The study did not look at why, but the researchers said women may not be getting the same care for heart disease as men. Diabetes, the sixth-leading cause of death in the United States, greatly raises the risk of heart disease.

Researchers tracked about 27,000 people ages 35 to 74 in three national databases during three time periods running from 1971 to 2000.

Death rates from all causes for men with diabetes dropped from 42.6 per 1,000 people annually from 1971 to 1986, to 24.4 per 1,000 in the period from 1988 to 2000, the study found. Their deaths from cardiovascular disease, the biggest killer of diabetics, fell dramatically.

"Among men, we see very encouraging trends in death rates among the diabetic population," Centers for Disease Control and Prevention epidemiologist Edward Gregg, lead author of the study, said in a telephone interview.
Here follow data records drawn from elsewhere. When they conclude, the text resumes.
//! cache_purge tool implementation.
//!
//! Deletes a partition, trims it to N entries, or drops stale versions.

use rmcp::{ErrorData as McpError, model::CallToolResult};
use schemars::JsonSchema;
use serde::{Deserialize, Serialize};
use swcache_client::{PurgeReport, ServiceWorker};
use swcache_core::Error;

use crate::tools::json_result;

/// Parameters for the cache_purge tool.
#[derive(Debug, Clone, Serialize, Deserialize, JsonSchema)]
pub struct CachePurgeParams {
    /// Partition of the serving version to act on.
    pub partition: Option<String>,

    /// Keep only the newest N entries of `partition` instead of deleting it.
    pub max_entries: Option<usize>,

    /// Delete partitions of every version that is neither active nor pending.
    #[serde(default)]
    pub stale: bool,
}

/// Output from the cache_purge tool.
#[derive(Debug, Clone, Serialize, Deserialize, JsonSchema)]
pub struct CachePurgeOutput {
    /// Partition keys deleted.
    pub deleted_partitions: Vec<String>,
    /// Number of entries evicted.
    pub evicted_entries: u64,
}

impl From<PurgeReport> for CachePurgeOutput {
    fn from(report: PurgeReport) -> Self {
        Self { deleted_partitions: report.deleted_partitions, evicted_entries: report.evicted_entries }
    }
}

/// Implementation of the cache_purge tool.
pub async fn purge_impl(worker: &ServiceWorker, params: CachePurgeParams) -> Result<CallToolResult, McpError> {
    if params.partition.is_none() && !params.stale {
        return Err(Error::InvalidInput("At least one of partition or stale must be specified".to_string()).into());
    }
    if params.max_entries.is_some() && params.partition.is_none() {
        return Err(Error::InvalidInput("max_entries requires partition".to_string()).into());
    }

    let mut output = CachePurgeOutput { deleted_partitions: Vec::new(), evicted_entries: 0 };

    if params.stale {
        let report = worker.purge_stale().await?;
        output.deleted_partitions.extend(report.deleted_partitions);
    }

    if let Some(partition) = params.partition {
        let report = match params.max_entries {
            Some(max_entries) => worker.trim_partition(&partition, max_entries).await?,
            None => worker.purge_partition(&partition).await?,
        };
        output.deleted_partitions.extend(report.deleted_partitions);
        output.evicted_entries += report.evicted_entries;
    }

    json_result(&output)
}

#[cfg(test)]
mod tests {
    use std::sync::Arc;

    use super::*;
    use crate::tools::test_support::{offline_worker, output};
    use swcache_core::{CacheStore, CacheVersion, KeyNormalizer, Response};

    async fn populate(db: swcache_core::CacheDb, version: &str, count: usize) {
        let store = CacheStore::new(
            db,
            CacheVersion::new("myapp", version).unwrap(),
            Arc::new(KeyNormalizer::default()),
            Arc::new(Default::default()),
        );
        let partition = store.open("api").await.unwrap();
        for i in 0..count {
            let url = format!("http://127.0.0.1:9/api/{i}");
            store
                .put(&partition, &store.key_for(&url), Response::new(&url, 200, vec![], "x"))
                .await
                .unwrap();
        }
    }

    #[tokio::test]
    async fn test_purge_trims_partition() {
        let (worker, db) = offline_worker().await;
        populate(db, "1", 3).await;

        let params = CachePurgeParams { partition: Some("api".into()), max_entries: Some(1), stale: false };
        let out = output(&purge_impl(&worker, params).await.unwrap());
        assert_eq!(out["evicted_entries"], 2);
    }

    #[tokio::test]
    async fn test_purge_deletes_partition() {
        let (worker, db) = offline_worker().await;
        populate(db.clone(), "1", 2).await;

        let params = CachePurgeParams { partition: Some("api".into()), max_entries: None, stale: false };
        let out = output(&purge_impl(&worker, params).await.unwrap());
        assert_eq!(out["deleted_partitions"][0], "myapp:1:api");
        assert_eq!(db.count_entries("myapp:1:api").await.unwrap(), 0);
    }

    #[tokio::test]
    async fn test_purge_stale_versions() {
        let (worker, db) = offline_worker().await;
        populate(db, "0", 1).await;

        let params = CachePurgeParams { partition: None, max_entries: None, stale: true };
        let out = output(&purge_impl(&worker, params).await.unwrap());
        assert_eq!(out["deleted_partitions"][0], "myapp:0:api");
    }

    #[tokio::test]
    async fn test_purge_no_params() {
        let (worker, _db) = offline_worker().await;
        let params = CachePurgeParams { partition: None, max_entries: None, stale: false };

        let result = purge_impl(&worker, params).await;
        assert!(result.is_err());
    }
}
"Men with diabetes have a 40 percent lower mortality rate than they did 30 years ago," added Gregg, whose research was published in the journal Annals of Internal Medicine.

Women with diabetes, however, experienced no improvement. While the study was not designed to find out why, Gregg said women may not have received the same comprehensive preventive care against threats like cardiovascular disease.

The death rate for female diabetics from all causes was 18.4 per 1,000 during the 1971 to 1986 period, then fell to 15.1 per 1,000 during an intermediate 1976 to 1992 period before hitting 25.9 per 1,000 during the 1988 to 2000 period.

'A WORSE SITUATION'

The death rates for the men started out much higher than for the women, but by 2000 were virtually the same. Gregg said, "It's generally easier to improve things when you're starting from a worse situation."

For people without diabetes, the death rate from all causes declined from 14.4 per 1,000 in the 1971 to 1986 period to 9.5 per 1,000 in the 1988 to 2000 period.

In diabetes, the body fails to produce or properly use insulin, a hormone necessary to convert sugar, starches and other food into energy. It is a leading cause of heart disease, stroke, blindness, kidney failure and amputations.

It has become increasingly common in the United States and many other countries as more and more people become obese.

The American Diabetes Association said 20.8 million U.S. children and adults have diabetes -- 7 percent of the population.

The most common form, called Type 2 diabetes, most often appears after age 40 in overweight, sedentary people, but a growing number of younger people and sometimes children are developing it.

Another study, in the American Heart Association's journal Stroke, found that people with the most common form of diabetes have double the risk for stroke compared to non-diabetics.

Researchers at the University of Alberta in Canada looked at about 12,000 people with Type 2 diabetes, with an average age of 64, and found that 9.1 percent had a stroke within five years of their diagnosis.